There’s also the Ape foundation, which is the sister entity to the DAO, it helps manage things the DAO wants to do. But that kind of makes us centralized, because we’re relying on a very specific group’s effort here.
Let’s just say that the SEC doesn’t care about this and won’t do anything for now, but there’s still a lot to dislike about their tokenomics. Specifically, there’s a ton of tokens waiting to be unlocked and released into circulation. The tokens assigned to the DAO have a four-year vesting schedule. Yuga Labs has a one year lock up plus a three-year vesting schedule, and that’s the same format for early investors and the Yuga founders. That’s a lot of supply that has yet to hit the markets and will be unlocked over the next three to four years.
This selling pressure will have to be soaked up by market demand or else it may negatively affect the price. But on an even higher level, I just think that this project started with way too high of a valuation. Right now, it’s at a 4.6 billion market cap with a 16 billion fully diluted value, and they only launched a few weeks ago. I don’t like projects that open with such a sky-high evaluation because I think their growth potential is capped. I felt the same way about Immutable X when that first hit the market. I was like dang IMX has so much potential, but I didn’t buy in because it opened with too high of a market cap. Turns out my gut feeling was right because they bled value over the following months, and they’re now at a much more reasonable evaluation. I think something similar could happen to APE if we’re patient.
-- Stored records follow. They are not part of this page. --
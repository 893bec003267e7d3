//! Decoded image handles.
//!
//! A handle is cheap to clone and may be created before its pixels exist:
//! `ImageHandle::load` decodes on a background thread and publishes the
//! result through a `OnceLock`. Drawing a handle that is not loaded yet is a
//! silent no-op, so entities can hold handles from construction onwards.

use std::path::PathBuf;
use std::sync::atomic::{AtomicBool, AtomicU64, Ordering};
use std::sync::{Arc, OnceLock};

use easel_core::EaselError;

static NEXT_IMAGE_ID: AtomicU64 = AtomicU64::new(1);

/// RGBA8 pixels, row-major, unpremultiplied.
#[derive(Debug)]
pub struct ImageData {
    pub width: u32,
    pub height: u32,
    pub rgba: Vec<u8>,
}

impl ImageData {
    pub fn new(width: u32, height: u32, rgba: Vec<u8>) -> Result<Self, EaselError> {
        let expected = width as usize * height as usize * 4;
        if width == 0 || height == 0 || rgba.len() != expected {
            return Err(EaselError::invalid_input(format!(
                "image {}x{} needs {} RGBA bytes, got {}",
                width,
                height,
                expected,
                rgba.len()
            )));
        }
        Ok(Self {
            width,
            height,
            rgba,
        })
    }

    pub fn decode(bytes: &[u8]) -> Result<Self, EaselError> {
        let decoded = image::load_from_memory(bytes)
            .map_err(|e| EaselError::invalid_input(format!("image decode failed: {e}")))?
            .to_rgba8();
        let (width, height) = decoded.dimensions();
        Self::new(width, height, decoded.into_raw())
    }
}

#[derive(Debug)]
struct ImageSlot {
    id: u64,
    name: String,
    data: OnceLock<Arc<ImageData>>,
    failed: AtomicBool,
}

#[derive(Debug, Clone)]
pub struct ImageHandle {
    slot: Arc<ImageSlot>,
}

impl ImageHandle {
    /// A handle with no pixels yet. Fill it later with [`ImageHandle::fulfill`].
    pub fn pending(name: impl Into<String>) -> Self {
        Self {
            slot: Arc::new(ImageSlot {
                id: NEXT_IMAGE_ID.fetch_add(1, Ordering::Relaxed),
                name: name.into(),
                data: OnceLock::new(),
                failed: AtomicBool::new(false),
            }),
        }
    }

    pub fn from_data(name: impl Into<String>, data: ImageData) -> Self {
        let handle = Self::pending(name);
        handle.fulfill(data);
        handle
    }

    pub fn from_rgba(
        name: impl Into<String>,
        width: u32,
        height: u32,
        rgba: Vec<u8>,
    ) -> Result<Self, EaselError> {
        Ok(Self::from_data(name, ImageData::new(width, height, rgba)?))
    }

    /// Read and decode `path` on a background thread.
    pub fn load(path: impl Into<PathBuf>) -> Self {
        let path = path.into();
        let handle = Self::pending(path.display().to_string());
        let worker = handle.clone();
        let spawned = std::thread::Builder::new()
            .name("easel-image-decode".to_string())
            .spawn(move || {
                let result = std::fs::read(&path)
                    .map_err(|e| {
                        EaselError::ResourceNotReady(format!(
                            "failed to read {}: {e}",
                            path.display()
                        ))
                    })
                    .and_then(|bytes| ImageData::decode(&bytes));
                match result {
                    Ok(data) => {
                        log::info!(
                            "Image '{}' loaded ({}x{})",
                            path.display(),
                            data.width,
                            data.height
                        );
                        worker.fulfill(data);
                    }
                    Err(err) => {
                        log::error!("Image '{}' failed to load: {err}", path.display());
                        worker.slot.failed.store(true, Ordering::Release);
                    }
                }
            });
        if let Err(err) = spawned {
            log::error!("Could not spawn image decode thread: {err}");
            handle.slot.failed.store(true, Ordering::Release);
        }
        handle
    }

    /// Publish pixels. Returns false if the handle was already filled.
    pub fn fulfill(&self, data: ImageData) -> bool {
        self.slot.data.set(Arc::new(data)).is_ok()
    }

    pub fn id(&self) -> u64 {
        self.slot.id
    }

    pub fn name(&self) -> &str {
        &self.slot.name
    }

    pub fn is_loaded(&self) -> bool {
        self.slot.data.get().is_some()
    }

    /// True once a background load has given up. The handle stays unloaded.
    pub fn has_failed(&self) -> bool {
        self.slot.failed.load(Ordering::Acquire)
    }

    pub fn data(&self) -> Option<&Arc<ImageData>> {
        self.slot.data.get()
    }

    pub fn width(&self) -> Option<u32> {
        self.data().map(|d| d.width)
    }

    pub fn height(&self) -> Option<u32> {
        self.data().map(|d| d.height)
    }

    pub fn require_loaded(&self) -> Result<&Arc<ImageData>, EaselError> {
        self.data()
            .ok_or_else(|| EaselError::ResourceNotReady(format!("image '{}'", self.name())))
    }
}

#[cfg(test)]
mod tests {
    use super::*;
    use std::time::{Duration, Instant, SystemTime, UNIX_EPOCH};

    fn temp_file_path(name_hint: &str) -> PathBuf {
        let nanos = SystemTime::now()
            .duration_since(UNIX_EPOCH)
            .expect("system time before unix epoch")
            .as_nanos();
        std::env::temp_dir().join(format!(
            "easel_image_test_{}_{}_{}.png",
            name_hint,
            std::process::id(),
            nanos
        ))
    }

    fn wait_until(mut done: impl FnMut() -> bool) -> bool {
        let deadline = Instant::now() + Duration::from_secs(5);
        while Instant::now() < deadline {
            if done() {
                return true;
            }
            std::thread::sleep(Duration::from_millis(5));
        }
        false
    }

    #[test]
    fn pending_handle_reports_not_ready() {
        let handle = ImageHandle::pending("later");
        assert!(!handle.is_loaded());
        assert_eq!(handle.width(), None);
        assert!(matches!(
            handle.require_loaded(),
            Err(EaselError::ResourceNotReady(_))
        ));
        assert!(handle.fulfill(ImageData::new(1, 1, vec![0; 4]).unwrap()));
        assert!(handle.is_loaded());
        assert!(!handle.fulfill(ImageData::new(1, 1, vec![0; 4]).unwrap()));
    }

    #[test]
    fn from_rgba_validates_length() {
        assert!(ImageHandle::from_rgba("bad", 2, 2, vec![0; 15]).is_err());
        let ok = ImageHandle::from_rgba("ok", 2, 2, vec![0; 16]).expect("valid");
        assert_eq!(ok.width(), Some(2));
        assert_eq!(ok.height(), Some(2));
    }

    #[test]
    fn clones_share_the_same_slot() {
        let a = ImageHandle::pending("shared");
        let b = a.clone();
        a.fulfill(ImageData::new(3, 1, vec![255; 12]).unwrap());
        assert!(b.is_loaded());
        assert_eq!(a.id(), b.id());
    }

    #[test]
    fn load_decodes_png_in_background() {
        let path = temp_file_path("bg");
        let img = image::RgbaImage::from_pixel(4, 3, image::Rgba([10, 20, 30, 255]));
        img.save(&path).expect("write png");

        let handle = ImageHandle::load(&path);
        assert!(wait_until(|| handle.is_loaded()), "png should decode");
        assert_eq!(handle.width(), Some(4));
        assert_eq!(handle.height(), Some(3));

        let _ = std::fs::remove_file(path);
    }

    #[test]
    fn load_of_missing_file_marks_failed() {
        let path = temp_file_path("missing");
        let handle = ImageHandle::load(&path);
        assert!(wait_until(|| handle.has_failed()));
        assert!(!handle.is_loaded());
    }
}
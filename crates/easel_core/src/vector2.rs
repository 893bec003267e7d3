//! Plain 2D vector used for world and surface coordinates.
//!
//! `Vector2` is `Copy`, so every operation hands back a new value. The only
//! in-place mutator is [`Vector2::offset_by`], used where an offset is folded
//! into an existing position.

use serde::Deserialize;
use std::ops::{Add, AddAssign, Div, Mul, Neg, Sub, SubAssign};

#[derive(Debug, Default, Clone, Copy, PartialEq, Deserialize)]
pub struct Vector2 {
    pub x: f32,
    pub y: f32,
}

impl Vector2 {
    pub const ZERO: Self = Self { x: 0.0, y: 0.0 };

    pub const fn new(x: f32, y: f32) -> Self {
        Self { x, y }
    }

    /// Unit vector pointing along `radians` (0 = +x, counter-clockwise in a y-up frame).
    pub fn from_angle(radians: f32) -> Self {
        glam::Vec2::from_angle(radians).into()
    }

    pub fn add(self, other: Self) -> Self {
        self + other
    }

    pub fn subtract(self, other: Self) -> Self {
        self - other
    }

    pub fn length(self) -> f32 {
        glam::Vec2::from(self).length()
    }

    pub fn distance_to(self, other: Self) -> f32 {
        (other - self).length()
    }

    /// Angle of the direction from `self` towards `other`, in radians.
    pub fn angle_to(self, other: Self) -> f32 {
        let d = other - self;
        d.y.atan2(d.x)
    }

    /// Round each axis to the nearest multiple of `grid_size`.
    pub fn snap(self, grid_size: f32) -> Self {
        Self {
            x: (self.x / grid_size).round() * grid_size,
            y: (self.y / grid_size).round() * grid_size,
        }
    }

    /// Explicit independent copy. `Vector2` is `Copy`; this exists so call
    /// sites that want to stress "this is a new value" can say so.
    pub fn copy(&self) -> Self {
        *self
    }

    pub fn offset_by(&mut self, delta: Self) {
        self.x += delta.x;
        self.y += delta.y;
    }
}

impl std::fmt::Display for Vector2 {
    fn fmt(&self, f: &mut std::fmt::Formatter<'_>) -> std::fmt::Result {
        write!(f, "({:.2}, {:.2})", self.x, self.y)
    }
}

impl From<glam::Vec2> for Vector2 {
    fn from(v: glam::Vec2) -> Self {
        Self { x: v.x, y: v.y }
    }
}

impl From<Vector2> for glam::Vec2 {
    fn from(v: Vector2) -> Self {
        glam::Vec2::new(v.x, v.y)
    }
}

impl From<(f32, f32)> for Vector2 {
    fn from((x, y): (f32, f32)) -> Self {
        Self { x, y }
    }
}

impl Add for Vector2 {
    type Output = Self;
    fn add(self, rhs: Self) -> Self {
        Self::new(self.x + rhs.x, self.y + rhs.y)
    }
}

impl AddAssign for Vector2 {
    fn add_assign(&mut self, rhs: Self) {
        self.offset_by(rhs);
    }
}

impl Sub for Vector2 {
    type Output = Self;
    fn sub(self, rhs: Self) -> Self {
        Self::new(self.x - rhs.x, self.y - rhs.y)
    }
}

impl SubAssign for Vector2 {
    fn sub_assign(&mut self, rhs: Self) {
        self.x -= rhs.x;
        self.y -= rhs.y;
    }
}

impl Mul<f32> for Vector2 {
    type Output = Self;
    fn mul(self, rhs: f32) -> Self {
        Self::new(self.x * rhs, self.y * rhs)
    }
}

impl Div<f32> for Vector2 {
    type Output = Self;
    fn div(self, rhs: f32) -> Self {
        Self::new(self.x / rhs, self.y / rhs)
    }
}

impl Neg for Vector2 {
    type Output = Self;
    fn neg(self) -> Self {
        Self::new(-self.x, -self.y)
    }
}
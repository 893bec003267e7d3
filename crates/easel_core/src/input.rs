//! Input state tracking with both edge-triggered and level-triggered queries.
//!
//! - **Level-triggered (held):** `is_held(key)` / `key(name)` return true every
//!   frame the key is physically down. Entities poll these during `step`.
//!
//! - **Edge-triggered (just_pressed / just_released):** true only during the
//!   frame the transition happened. Cleared by `end_frame()`, which the loop
//!   calls only after at least one simulation step has consumed them, so a
//!   press landing on a zero-step frame is not lost.

use std::collections::HashSet;

use crate::vector2::Vector2;

#[derive(Debug, Clone, Copy, PartialEq, Eq, Hash)]
pub enum Key {
    Left,
    Right,
    Up,
    Down,
    Escape,
    Space,
    F3,
    W,
    A,
    S,
    D,
    N,
    P,
    R,
}

impl Key {
    /// Resolve a key by name. Accepts DOM-style codes (`"ArrowLeft"`, `"KeyA"`)
    /// and short names (`"left"`, `"a"`, `" "`), case-insensitively.
    pub fn from_name(name: &str) -> Option<Self> {
        let lower = name.to_ascii_lowercase();
        let key = match lower.as_str() {
            "arrowleft" | "left" => Self::Left,
            "arrowright" | "right" => Self::Right,
            "arrowup" | "up" => Self::Up,
            "arrowdown" | "down" => Self::Down,
            "escape" | "esc" => Self::Escape,
            " " | "space" => Self::Space,
            "f3" => Self::F3,
            "keyw" | "w" => Self::W,
            "keya" | "a" => Self::A,
            "keys" | "s" => Self::S,
            "keyd" | "d" => Self::D,
            "keyn" | "n" => Self::N,
            "keyp" | "p" => Self::P,
            "keyr" | "r" => Self::R,
            _ => return None,
        };
        Some(key)
    }
}

#[derive(Debug, Clone, Copy, PartialEq, Eq, Hash)]
pub enum MouseBtn {
    Left,
    Right,
    Middle,
}

pub struct InputState {
    held: HashSet<Key>,
    just_pressed: HashSet<Key>,
    just_released: HashSet<Key>,

    mouse_held: HashSet<MouseBtn>,
    mouse_just_pressed: HashSet<MouseBtn>,
    mouse_just_released: HashSet<MouseBtn>,

    /// Pointer position in surface (logical) coordinates.
    pub mouse_position: Vector2,
}

impl InputState {
    pub fn new() -> Self {
        Self {
            held: HashSet::new(),
            just_pressed: HashSet::new(),
            just_released: HashSet::new(),
            mouse_held: HashSet::new(),
            mouse_just_pressed: HashSet::new(),
            mouse_just_released: HashSet::new(),
            mouse_position: Vector2::ZERO,
        }
    }

    pub fn key_down(&mut self, key: Key) {
        if self.held.insert(key) {
            self.just_pressed.insert(key);
        }
    }

    pub fn key_up(&mut self, key: Key) {
        if self.held.remove(&key) {
            self.just_released.insert(key);
        }
    }

    pub fn mouse_down(&mut self, btn: MouseBtn) {
        if self.mouse_held.insert(btn) {
            self.mouse_just_pressed.insert(btn);
        }
    }

    pub fn mouse_up(&mut self, btn: MouseBtn) {
        if self.mouse_held.remove(&btn) {
            self.mouse_just_released.insert(btn);
        }
    }

    /// Is the named key held right now? Unknown names are never held.
    pub fn key(&self, name: &str) -> bool {
        Key::from_name(name).is_some_and(|key| self.is_held(key))
    }

    pub fn is_held(&self, key: Key) -> bool {
        self.held.contains(&key)
    }

    pub fn is_just_pressed(&self, key: Key) -> bool {
        self.just_pressed.contains(&key)
    }

    pub fn is_just_released(&self, key: Key) -> bool {
        self.just_released.contains(&key)
    }

    pub fn is_mouse_held(&self, btn: MouseBtn) -> bool {
        self.mouse_held.contains(&btn)
    }

    pub fn is_mouse_just_pressed(&self, btn: MouseBtn) -> bool {
        self.mouse_just_pressed.contains(&btn)
    }

    pub fn is_mouse_just_released(&self, btn: MouseBtn) -> bool {
        self.mouse_just_released.contains(&btn)
    }

    pub fn end_frame(&mut self) {
        self.just_pressed.clear();
        self.just_released.clear();
        self.mouse_just_pressed.clear();
        self.mouse_just_released.clear();
    }
}

impl Default for InputState {
    fn default() -> Self {
        Self::new()
    }
}
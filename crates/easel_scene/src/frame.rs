use easel_core::Vector2;

/// Per-frame values shared by draw hooks and behaviors. Built once per
/// frame after stepping.
#[derive(Debug, Clone, Copy, Default, PartialEq)]
pub struct FrameInfo {
    pub frame: u64,
    /// Wall-clock seconds since the previous frame (capped).
    pub real_dt: f64,
    /// Simulated seconds since the loop started.
    pub total_time: f64,
    pub fps: f64,
    pub frame_time_ms: f64,
    /// How far the camera target moved this frame. Zero with no target.
    pub camera_displacement: Vector2,
    pub interpolation_alpha: f64,
    pub paused: bool,
}

/// Counters for the debug overlay.
#[derive(Debug, Clone, Copy, Default, PartialEq)]
pub struct FrameStats {
    pub steps: u32,
    pub faults: u32,
    pub entities: usize,
    pub draw_commands: usize,
    pub total_faults: u64,
}

impl FrameStats {
    pub(crate) fn begin_frame(&mut self) {
        self.steps = 0;
        self.faults = 0;
    }

    pub(crate) fn record_fault(&mut self) {
        self.faults += 1;
        self.total_faults += 1;
    }
}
Of course this depends on how the rest of the crypto markets go if we start on a bull run then of course APE could go much higher, but if we stay in a sideways or bear period then I’m pretty confident that APE will drop significantly from his current levels. So with these good and bad points in mind I have to say that I would not buy ApeCoin for now. I have mixed feelings about this
Project, on one hand I think Yuga Labs are masters at culture and community, two things that matter a ton in the crypto world. But on the other hand, I think that equity in Yugo Labs and their NFT collections are much more valuable than ApeCoin. It’s not completely worthless like the critics say but it’s also a second or third tier asset in their ecosystem in my opinion. Now if they launch their own blockchain like some people predict, then that changes everything. If there’s an APE chain that accepts APE tokens for gas fees, then its current valuation would be much more reasonable.